Fig. (9) shows the V(z) curve simulations for a thin kidney tissue mounted on fused quartz substrate and for HeLa cells mounted on sapphire substrate, respectively. It shows that the V(z) distributions have a distinct pattern and period. The periods of V(z) curve for the kidney mounted on the fused quartz are different from those of the fused quartz substrate. The periods of the V(z) curve for HeLa cells attached on the sapphire substrate were also different from those of the kidney tissue. This demonstrates that the surface acoustic velocity of a thin biological specimen can also be measured with the V(z) curve technique.
4.2. Imaging of HeLa and MCF-7 Cells
The acoustic images of HeLa and MCF-7 cells were created using custom MATLAB scripts. Representative acoustic images from HeLa and MCF-7 cells are shown in Fig. (10).

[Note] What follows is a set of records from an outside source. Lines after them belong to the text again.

//! Open-Meteo forecast endpoint client.

use chrono::{DateTime, FixedOffset, NaiveDate, Utc};
use std::sync::Arc;
use tokio_util::sync::CancellationToken;
use url::Url;

use crate::models::open_meteo::{CurrentResponse, DailyMeanSeries, MeanForecastResponse};
use crate::models::{
    AppErrorKind, Coordinates, FetchError, ProviderError, ProviderInfo, ServiceKind,
};
use crate::services::provider_client::ProviderClient;
use crate::services::resilient_client::ResilientClient;
use crate::services::validator::{self, ForecastSpan, MeanDay};

pub const FORECAST_SERVICE: &str = "OpenMeteoForecastClient";

const FORECAST_PATH: &str = "v1/forecast";
const DAILY_MEAN_FIELDS: &str = "temperature_2m_mean,weather_code";
const CURRENT_FIELDS: &str = "temperature_2m,weather_code";

/// Validated current conditions, still in upstream terms
#[derive(Debug, Clone, Copy, PartialEq)]
pub struct CurrentObservation {
    pub observed_at_utc: DateTime<Utc>,
    pub temperature: f64,
    pub weather_code: Option<i32>,
}

pub struct OpenMeteoForecastClient {
    base: ProviderClient,
}

impl OpenMeteoForecastClient {
    pub fn new(http: Arc<ResilientClient>, provider_name: &str, base_url: Url) -> Self {
        let info = ProviderInfo::new(provider_name, FORECAST_SERVICE, base_url);
        Self {
            base: ProviderClient::new(http, info, ServiceKind::Forecast),
        }
    }

    pub fn info(&self) -> &ProviderInfo {
        self.base.info()
    }

    /// Mean temperature and weather code for a single date
    pub async fn get_daily_mean(
        &self,
        coordinates: Coordinates,
        date: NaiveDate,
        cancel: &CancellationToken,
    ) -> Result<MeanDay, FetchError> {
        let day = date.format("%Y-%m-%d").to_string();
        let mut query = base_query(coordinates);
        query.push(("daily", DAILY_MEAN_FIELDS.to_string()));
        query.push(("timezone", "auto".to_string()));
        query.push(("start_date", day.clone()));
        query.push(("end_date", day));

        let days = self.fetch_mean(&query, ForecastSpan::Daily, cancel).await?;
        days.into_iter()
            .next()
            .ok_or_else(|| self.bad_response("Daily response contained no days").into())
    }

    /// Up to seven days starting today in the location's time zone
    pub async fn get_weekly_mean(
        &self,
        coordinates: Coordinates,
        cancel: &CancellationToken,
    ) -> Result<Vec<MeanDay>, FetchError> {
        let mut query = base_query(coordinates);
        query.push(("daily", DAILY_MEAN_FIELDS.to_string()));
        query.push(("timezone", "auto".to_string()));
        query.push(("forecast_days", "7".to_string()));

        self.fetch_mean(&query, ForecastSpan::Weekly, cancel).await
    }

    pub async fn get_current(
        &self,
        coordinates: Coordinates,
        cancel: &CancellationToken,
    ) -> Result<CurrentObservation, FetchError> {
        let mut query = base_query(coordinates);
        query.push(("current", CURRENT_FIELDS.to_string()));
        query.push(("timezone", "auto".to_string()));

        let url = self.base.endpoint(FORECAST_PATH, &query)?;
        let response: CurrentResponse = self.base.send_and_deserialize(&url, cancel).await?;

        let Some(current) = response.current.as_ref() else {
            return Err(self.not_found(&url));
        };

        let reading = validator::validate_current(current, response.current_units.as_ref())
            .map_err(|failure| self.base.validation_error(failure, &url))?;

        // Open-Meteo always reports the offset with timezone=auto; absent means UTC
        let offset_seconds = response.utc_offset_seconds.unwrap_or(0);
        let observed_at_utc = FixedOffset::east_opt(offset_seconds)
            .and_then(|offset| reading.observed_at_local.and_local_timezone(offset).single())
            .map(|at| at.with_timezone(&Utc))
            .ok_or_else(|| {
                self.base.error(
                    AppErrorKind::ProviderBadResponse,
                    self.base.codes().malformed_daily_mean(),
                    format!("Invalid utc_offset_seconds: {offset_seconds}"),
                    Some(&url),
                )
            })?;

        Ok(CurrentObservation {
            observed_at_utc,
            temperature: reading.temperature,
            weather_code: current.weather_code,
        })
    }

    async fn fetch_mean(
        &self,
        query: &[(&str, String)],
        span: ForecastSpan,
        cancel: &CancellationToken,
    ) -> Result<Vec<MeanDay>, FetchError> {
        let url = self.base.endpoint(FORECAST_PATH, query)?;
        let response: MeanForecastResponse = self.base.send_and_deserialize(&url, cancel).await?;

        if response
            .daily
            .as_ref()
            .is_some_and(DailyMeanSeries::is_present_but_empty)
        {
            return Err(self.not_found(&url));
        }

        validator::validate_mean(Some(&response), span)
            .map_err(|failure| self.base.validation_error(failure, &url).into())
    }

    /// Malformed-payload error for checks made after the request completed
    pub fn bad_response(&self, message: impl Into<String>) -> ProviderError {
        self.base.error(
            AppErrorKind::ProviderBadResponse,
            self.base.codes().malformed_daily_mean(),
            message,
            None,
        )
    }

    fn not_found(&self, url: &Url) -> FetchError {
        let codes = self.base.codes();
        self.base
            .error(
                codes.kind().not_found_kind(),
                codes.not_found(),
                "No forecast found",
                Some(url),
            )
            .into()
    }
}

fn base_query(coordinates: Coordinates) -> Vec<(&'static str, String)> {
    vec![
        ("latitude", coordinates.latitude().to_string()),
        ("longitude", coordinates.longitude().to_string()),
    ]
}
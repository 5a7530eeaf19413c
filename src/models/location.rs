//! Resolved locations and the provider-scoped identifiers used to key caches.

use serde::Serialize;
use uuid::Uuid;

/// Invariant violations raised while constructing domain values
#[derive(Debug, Clone, PartialEq, thiserror::Error)]
pub enum DomainError {
    #[error("Latitude must be between -90 and 90, got {0}")]
    InvalidLatitude(f64),

    #[error("Longitude must be between -180 and 180, got {0}")]
    InvalidLongitude(f64),

    #[error("Provider key cannot be empty")]
    EmptyProviderKey,

    #[error("Identification value cannot be empty")]
    EmptyExternalValue,

    #[error("Time zone cannot be empty")]
    EmptyTimeZone,

    #[error("Weekly forecast must contain between 1 and {max} days, got {count}")]
    InvalidWeekLength { count: usize, max: usize },
}

/// Geographic coordinates, validated on construction
#[derive(Debug, Clone, Copy, PartialEq, Serialize)]
pub struct Coordinates {
    latitude: f64,
    longitude: f64,
}

impl Coordinates {
    /// Both values must be finite and inside their geographic range
    pub fn new(latitude: f64, longitude: f64) -> Result<Self, DomainError> {
        if !latitude.is_finite() || !(-90.0..=90.0).contains(&latitude) {
            return Err(DomainError::InvalidLatitude(latitude));
        }
        if !longitude.is_finite() || !(-180.0..=180.0).contains(&longitude) {
            return Err(DomainError::InvalidLongitude(longitude));
        }
        Ok(Self { latitude, longitude })
    }

    pub fn latitude(&self) -> f64 {
        self.latitude
    }

    pub fn longitude(&self) -> f64 {
        self.longitude
    }
}

/// Stable identifier of a place inside one provider's namespace.
///
/// Two resolutions of the same upstream record produce equal ids even when
/// the display name or the coordinates drift between calls.
#[derive(Debug, Clone, PartialEq, Eq, Hash, Serialize)]
pub struct ExternalLocationId {
    provider: String,
    value: String,
}

impl ExternalLocationId {
    pub fn new(provider: impl Into<String>, value: impl Into<String>) -> Result<Self, DomainError> {
        let provider = provider.into();
        let value = value.into();

        if provider.trim().is_empty() {
            return Err(DomainError::EmptyProviderKey);
        }
        if value.trim().is_empty() {
            return Err(DomainError::EmptyExternalValue);
        }

        Ok(Self {
            provider,
            value: value.trim().to_string(),
        })
    }

    pub fn provider(&self) -> &str {
        &self.provider
    }

    pub fn value(&self) -> &str {
        &self.value
    }
}

/// A place resolved by the geocoding provider
#[derive(Debug, Clone, PartialEq, Serialize)]
pub struct Location {
    id: Uuid,
    name: String,
    coordinates: Coordinates,
    timezone: String,
    external_id: ExternalLocationId,
}

impl Location {
    /// Create a location with a fresh process-local id
    pub fn new(
        name: impl Into<String>,
        coordinates: Coordinates,
        timezone: impl Into<String>,
        external_id: ExternalLocationId,
    ) -> Result<Self, DomainError> {
        let timezone = timezone.into();
        if timezone.trim().is_empty() {
            return Err(DomainError::EmptyTimeZone);
        }

        Ok(Self {
            id: Uuid::new_v4(),
            name: name.into(),
            coordinates,
            timezone,
            external_id,
        })
    }

    pub fn id(&self) -> Uuid {
        self.id
    }

    pub fn name(&self) -> &str {
        &self.name
    }

    pub fn coordinates(&self) -> Coordinates {
        self.coordinates
    }

    /// IANA time zone id, e.g. `Europe/Moscow`
    pub fn timezone(&self) -> &str {
        &self.timezone
    }

    pub fn external_id(&self) -> &ExternalLocationId {
        &self.external_id
    }
}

4.3. Quantifying Mechanical Properties of Biological Cells with Time-resolved SAM
The biomechanical properties of HeLa and MCF-7 cells (thickness, sound velocity, acoustic impedance, density and acoustic attenuation) were determined using the time-resolved technique as described above. In brief, the RF signals collected from HeLa and MCF-7 cells were analyzed with custom developed MATLAB scripts. These images were acquired at a center frequency of 860 MHz. The mechanical properties of HeLa and MCF-7 cells cultured in vitro are listed in Table 1.
- | MCF-7 | HeLa |
---|---|---|
Thickness [ µm ] | 11.9 | 5.27 |
Sound velocity [ m/s ] | 1573 | 1500 |
Acoustic impedance [ MRayls ] | 1.6 | 1.77 |
Density [ kg/m3 ] | 1016 | 1182 |
Attenuation [ Neper/µm ] | - | 0.21 |
4.4. Transducer Simulations for the Generation of C-scans
Transducer simulations were performed for generating C-scan images of MCF-7 cells in a variety of phased array settings with varying number of elements. Representative C-scans are shown in Fig. (11).
CONCLUSION
High-frequency time-resolved SAM is a powerful method for determining the mechanical properties of biological cells. In the current paper, we described various approaches for simulating the contrast mechanisms for cancer cells (e.g., MCF-7 and HeLa). We calculated the biomechanical properties of tumor cells and performed simulations for the RF signals obtained by high-frequency SAM. Various high-frequency 1D and 2D transducer-arrays were used for the simulations in order to achieve higher image resolution and improve volumetric imaging capabilities. Phased array beamforming, dynamic apodization and focusing were employed in these simulations. The results indicate that the electronic beam steering in the case of high-frequency and ultra-high frequency SAM is an option that needs to be further elucidated and developed. This would allow for improved spatial resolution for subcellular geometries. SAM offers great promise as a non-invasive technique for the determination of biomechanical properties of biological cells and tissues. Improving our understanding of mechanoelastic properties and their association to underlying molecular and biochemical signaling remains of central importance for improving our understanding of the tumor microenvironment, cancer pathogenesis, progression and metastasis.
CONSENT FOR PUBLICATION
Not applicable.
CONFLICT OF INTEREST
The authors declare no conflict of interest, financial or otherwise.
ACKNOWLEDGEMENTS
The authors would like to acknowledge Eric Strohm and Michael Kolios (Ryerson University, Toronto, Canada) for providing experimental data and technical support for this research.